→ TO DO
Please repeat every entry, keeping each one exactly the same.

→ RECORDS TO USE

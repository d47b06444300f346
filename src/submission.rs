//! The submission processing pipeline: per-submission context, the ordered
//! validation stages, and the finalizer that commits the outcome.

pub mod context;
pub mod dynamic;
pub mod extract;
pub mod finalizer;
pub mod formula;
pub mod header;
pub mod metadata;
pub mod processor;
pub mod schema;
pub mod stage;
pub mod templates;
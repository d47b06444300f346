#![allow(clippy::result_large_err)]

pub mod archive;
pub mod artifacts;
pub mod config;
pub mod consumer;
pub mod definitions;
pub mod dump;
pub mod engines;
pub mod error;
pub mod finding;
pub mod model;
pub mod notify;
pub mod period;
pub mod registry;
pub mod status;
pub mod status_store;
pub mod submission;
pub mod telemetry;

pub use error::{Error, Result};
//! セッション状態と応答待ちスロット

use std::collections::HashMap;
use tokio::sync::oneshot;

/// 論理応答チャネル
///
/// ゲートにより未応答コマンドは常に高々1件なので、占有されるスロットも
/// システム全体で高々1個です。
#[derive(Debug, Clone, Copy, PartialEq, Eq, Hash)]
pub enum ResponseChannel {
    Stack,
    Locals,
    Args,
    Globals,
    Evaluate,
}

/// 変数問い合わせのスコープ
#[derive(Debug, Clone, Copy, PartialEq, Eq)]
pub enum VariableScope {
    Locals,
    Args,
    Globals,
}

impl VariableScope {
    /// 対応する応答チャネル
    pub fn channel(self) -> ResponseChannel {
        match self {
            Self::Locals => ResponseChannel::Locals,
            Self::Args => ResponseChannel::Args,
            Self::Globals => ResponseChannel::Globals,
        }
    }
}

/// スタックフレーム記述子
#[derive(Debug, Clone, PartialEq, Eq, serde::Serialize)]
pub struct StackFrame {
    pub id: u64,
    /// 表示名（手続き名に `()` を付けたもの）
    pub name: String,
    /// 正規化済みのファイルパス
    pub file: String,
    pub line: u32,
    /// 常に1
    pub column: u32,
}

/// 変数の名前・値・型の三つ組
#[derive(Debug, Clone, PartialEq, Eq, serde::Serialize)]
pub struct VariableInfo {
    pub name: String,
    pub value: String,
    pub type_name: Option<String>,
}

/// 応答スロットへ渡される値
#[derive(Debug, Clone, PartialEq)]
pub enum ReplyValue {
    Frames(Vec<StackFrame>),
    Variables(Vec<VariableInfo>),
    Scalar(serde_json::Value),
}

/// 直近の実行停止位置
///
/// ブレークポイントヒットまたはステップ着地のたびに上書きされます。
#[derive(Debug, Clone, Default, PartialEq, Eq, serde::Serialize)]
pub struct StopLocation {
    pub breakpoint_id: Option<u32>,
    pub procedure: String,
    pub file: String,
    pub line: u32,
}

/// アタッチ識別子と応答待ちスロットの保持者
pub struct SessionState {
    session_id: Option<String>,
    prompted: bool,
    slots: HashMap<ResponseChannel, oneshot::Sender<ReplyValue>>,
    stop: StopLocation,
}

impl SessionState {
    /// 新しいセッション状態を作成する
    pub fn new(session_id: Option<String>) -> Self {
        Self {
            session_id,
            prompted: false,
            slots: HashMap::new(),
            stop: StopLocation::default(),
        }
    }

    /// キャッシュ済みのセッションIDを返す
    ///
    /// 未設定の場合は外部供給のプロンプトを一度だけ呼び出し、
    /// 得られた値を以後不変のままキャッシュします。
    pub fn identity(&mut self, prompt: impl FnOnce() -> Option<String>) -> Option<String> {
        if self.session_id.is_none() && !self.prompted {
            self.prompted = true;
            self.session_id = prompt();
        }
        self.session_id.clone()
    }

    /// 対応するコマンド送信の直前にスロットを占有する
    ///
    /// 占有済みスロットへの bind はプログラミングエラーであり、
    /// 正しいゲート運用下では起こり得ません（発生時は旧スロットを破棄）。
    pub fn bind(&mut self, channel: ResponseChannel) -> oneshot::Receiver<ReplyValue> {
        let (tx, rx) = oneshot::channel();
        if self.slots.insert(channel, tx).is_some() {
            tracing::error!(?channel, "response slot was already bound");
        }
        rx
    }

    /// スロットを消費して値を待機側へ引き渡す
    pub fn resolve(&mut self, channel: ResponseChannel, value: ReplyValue) -> bool {
        match self.slots.remove(&channel) {
            Some(tx) => tx.send(value).is_ok(),
            None => {
                tracing::debug!(?channel, "no pending slot for reply");
                false
            }
        }
    }

    /// 全スロットを強制解決する（プロセス終了時）
    ///
    /// 送信側を破棄することで、待機中の受信側はエラーで起こされます。
    pub fn abort_all(&mut self) {
        self.slots.clear();
    }

    /// 停止位置を更新する
    pub fn set_stop_location(&mut self, stop: StopLocation) {
        self.stop = stop;
    }

    /// 直近の停止位置を返す
    pub fn stop_location(&self) -> &StopLocation {
        &self.stop
    }
}
//! セッション設定とパス正規化

use std::path::PathBuf;

/// セッションIDの既定値（対話プロンプトの初期値）
pub const DEFAULT_SESSION_ID: &str = "16786";

/// 1セッション分の設定
///
/// 除外された設定レイヤから供給される値を明示的な構造体として受け取ります。
/// プロセス全体の可変グローバルは持ちません。
#[derive(Debug, Clone)]
pub struct SessionConfig {
    /// SodiumDebugger実行ファイルのパス
    pub debugger_path: PathBuf,
    /// デバッギの作業ディレクトリ
    pub working_dir: PathBuf,
    /// セッションID（未設定の場合は初回利用時にプロンプトされる）
    pub session_id: Option<String>,
    /// コマンド・応答のトレースログを有効にする
    pub trace: bool,
}

impl Default for SessionConfig {
    fn default() -> Self {
        Self {
            debugger_path: PathBuf::from(r"C:\projects\Sodium\Setup\SodiumDebugger.exe"),
            working_dir: PathBuf::from(r"C:\projects\Sodium\Setup"),
            session_id: None,
            trace: false,
        }
    }
}

/// 消費側へ渡すファイルパスの正規化規則
///
/// ドライブレター接頭辞を小文字へ正規化します。既定の対応表は
/// 歴史的経緯により `E:` を `d:` へ写します（転記ミスの疑いがあるが
/// 挙動保存のため既定値に残している）。表は差し替え可能です。
#[derive(Debug, Clone)]
pub struct PathSanitizer {
    table: Vec<(char, char)>,
}

impl PathSanitizer {
    /// 対応表を指定して作成する
    pub fn with_table(table: Vec<(char, char)>) -> Self {
        Self { table }
    }

    /// ドライブレター付きパスを正規化する
    ///
    /// 先頭の `X:` が表にあれば差し替え、なければ小文字化のみ行います。
    pub fn sanitize(&self, path: &str) -> String {
        let mut chars = path.chars();
        let drive = match (chars.next(), chars.next()) {
            (Some(drive), Some(':')) if drive.is_ascii_alphabetic() => drive,
            _ => return path.to_string(),
        };

        let mapped = self
            .table
            .iter()
            .find(|(from, _)| *from == drive)
            .map(|(_, to)| *to)
            .unwrap_or_else(|| drive.to_ascii_lowercase());

        let rest: String = path.chars().skip(2).collect();
        format!("{}:{}", mapped, rest)
    }
}

impl Default for PathSanitizer {
    fn default() -> Self {
        Self::with_table(vec![('C', 'c'), ('D', 'd'), ('E', 'd')])
    }
}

→ OUTPUT BELOW
repository d47b06444300f346
filename src/submission.rs
//! The submission processing pipeline: per-submission context, the ordered
//! validation stages, and the finalizer that commits the outcome.

pub mod context;
pub mod dynamic;
pub mod extract;
pub mod finalizer;
pub mod formula;
pub mod header;
pub mod metadata;
pub mod processor;
pub mod schema;
pub mod stage;
pub mod templates;
repository d47b06444300f346
#![allow(clippy::result_large_err)]

pub mod archive;
pub mod artifacts;
pub mod config;
pub mod consumer;
pub mod definitions;
pub mod dump;
pub mod engines;
pub mod error;
pub mod finding;
pub mod model;
pub mod notify;
pub mod period;
pub mod registry;
pub mod status;
pub mod status_store;
pub mod submission;
pub mod telemetry;

pub use error::{Error, Result};
//! セッション状態と応答待ちスロット

use std::collections::HashMap;
use tokio::sync::oneshot;

/// 論理応答チャネル
///
/// ゲートにより未応答コマンドは常に高々1件なので、占有されるスロットも
/// システム全体で高々1個です。
#[derive(Debug, Clone, Copy, PartialEq, Eq, Hash)]
pub enum ResponseChannel {
    Stack,
    Locals,
    Args,
    Globals,
    Evaluate,
}

/// 変数問い合わせのスコープ
#[derive(Debug, Clone, Copy, PartialEq, Eq)]
pub enum VariableScope {
    Locals,
    Args,
    Globals,
}

impl VariableScope {
    /// 対応する応答チャネル
    pub fn channel(self) -> ResponseChannel {
        match self {
            Self::Locals => ResponseChannel::Locals,
            Self::Args => ResponseChannel::Args,
            Self::Globals => ResponseChannel::Globals,
        }
    }
}

/// スタックフレーム記述子
#[derive(Debug, Clone, PartialEq, Eq, serde::Serialize)]
pub struct StackFrame {
    pub id: u64,
    /// 表示名（手続き名に `()` を付けたもの）
    pub name: String,
    /// 正規化済みのファイルパス
    pub file: String,
    pub line: u32,
    /// 常に1
    pub column: u32,
}

/// 変数の名前・値・型の三つ組
#[derive(Debug, Clone, PartialEq, Eq, serde::Serialize)]
pub struct VariableInfo {
    pub name: String,
    pub value: String,
    pub type_name: Option<String>,
}

/// 応答スロットへ渡される値
#[derive(Debug, Clone, PartialEq)]
pub enum ReplyValue {
    Frames(Vec<StackFrame>),
    Variables(Vec<VariableInfo>),
    Scalar(serde_json::Value),
}

/// 直近の実行停止位置
///
/// ブレークポイントヒットまたはステップ着地のたびに上書きされます。
#[derive(Debug, Clone, Default, PartialEq, Eq, serde::Serialize)]
pub struct StopLocation {
    pub breakpoint_id: Option<u32>,
    pub procedure: String,
    pub file: String,
    pub line: u32,
}

/// アタッチ識別子と応答待ちスロットの保持者
pub struct SessionState {
    session_id: Option<String>,
    prompted: bool,
    slots: HashMap<ResponseChannel, oneshot::Sender<ReplyValue>>,
    stop: StopLocation,
}

impl SessionState {
    /// 新しいセッション状態を作成する
    pub fn new(session_id: Option<String>) -> Self {
        Self {
            session_id,
            prompted: false,
            slots: HashMap::new(),
            stop: StopLocation::default(),
        }
    }

    /// キャッシュ済みのセッションIDを返す
    ///
    /// 未設定の場合は外部供給のプロンプトを一度だけ呼び出し、
    /// 得られた値を以後不変のままキャッシュします。
    pub fn identity(&mut self, prompt: impl FnOnce() -> Option<String>) -> Option<String> {
        if self.session_id.is_none() && !self.prompted {
            self.prompted = true;
            self.session_id = prompt();
        }
        self.session_id.clone()
    }

    /// 対応するコマンド送信の直前にスロットを占有する
    ///
    /// 占有済みスロットへの bind はプログラミングエラーであり、
    /// 正しいゲート運用下では起こり得ません（発生時は旧スロットを破棄）。
    pub fn bind(&mut self, channel: ResponseChannel) -> oneshot::Receiver<ReplyValue> {
        let (tx, rx) = oneshot::channel();
        if self.slots.insert(channel, tx).is_some() {
            tracing::error!(?channel, "response slot was already bound");
        }
        rx
    }

    /// スロットを消費して値を待機側へ引き渡す
    pub fn resolve(&mut self, channel: ResponseChannel, value: ReplyValue) -> bool {
        match self.slots.remove(&channel) {
            Some(tx) => tx.send(value).is_ok(),
            None => {
                tracing::debug!(?channel, "no pending slot for reply");
                false
            }
        }
    }

    /// 全スロットを強制解決する（プロセス終了時）
    ///
    /// 送信側を破棄することで、待機中の受信側はエラーで起こされます。
    pub fn abort_all(&mut self) {
        self.slots.clear();
    }

    /// 停止位置を更新する
    pub fn set_stop_location(&mut self, stop: StopLocation) {
        self.stop = stop;
    }

    /// 直近の停止位置を返す
    pub fn stop_location(&self) -> &StopLocation {
        &self.stop
    }
}
//! セッション設定とパス正規化

use std::path::PathBuf;

/// セッションIDの既定値（対話プロンプトの初期値）
pub const DEFAULT_SESSION_ID: &str = "16786";

/// 1セッション分の設定
///
/// 除外された設定レイヤから供給される値を明示的な構造体として受け取ります。
/// プロセス全体の可変グローバルは持ちません。
#[derive(Debug, Clone)]
pub struct SessionConfig {
    /// SodiumDebugger実行ファイルのパス
    pub debugger_path: PathBuf,
    /// デバッギの作業ディレクトリ
    pub working_dir: PathBuf,
    /// セッションID（未設定の場合は初回利用時にプロンプトされる）
    pub session_id: Option<String>,
    /// コマンド・応答のトレースログを有効にする
    pub trace: bool,
}

impl Default for SessionConfig {
    fn default() -> Self {
        Self {
            debugger_path: PathBuf::from(r"C:\projects\Sodium\Setup\SodiumDebugger.exe"),
            working_dir: PathBuf::from(r"C:\projects\Sodium\Setup"),
            session_id: None,
            trace: false,
        }
    }
}

/// 消費側へ渡すファイルパスの正規化規則
///
/// ドライブレター接頭辞を小文字へ正規化します。既定の対応表は
/// 歴史的経緯により `E:` を `d:` へ写します（転記ミスの疑いがあるが
/// 挙動保存のため既定値に残している）。表は差し替え可能です。
#[derive(Debug, Clone)]
pub struct PathSanitizer {
    table: Vec<(char, char)>,
}

impl PathSanitizer {
    /// 対応表を指定して作成する
    pub fn with_table(table: Vec<(char, char)>) -> Self {
        Self { table }
    }

    /// ドライブレター付きパスを正規化する
    ///
    /// 先頭の `X:` が表にあれば差し替え、なければ小文字化のみ行います。
    pub fn sanitize(&self, path: &str) -> String {
        let mut chars = path.chars();
        let drive = match (chars.next(), chars.next()) {
            (Some(drive), Some(':')) if drive.is_ascii_alphabetic() => drive,
            _ => return path.to_string(),
        };

        let mapped = self
            .table
            .iter()
            .find(|(from, _)| *from == drive)
            .map(|(_, to)| *to)
            .unwrap_or_else(|| drive.to_ascii_lowercase());

        let rest: String = path.chars().skip(2).collect();
        format!("{}:{}", mapped, rest)
    }
}

impl Default for PathSanitizer {
    fn default() -> Self {
        Self::with_table(vec![('C', 'c'), ('D', 'd'), ('E', 'd')])
    }
}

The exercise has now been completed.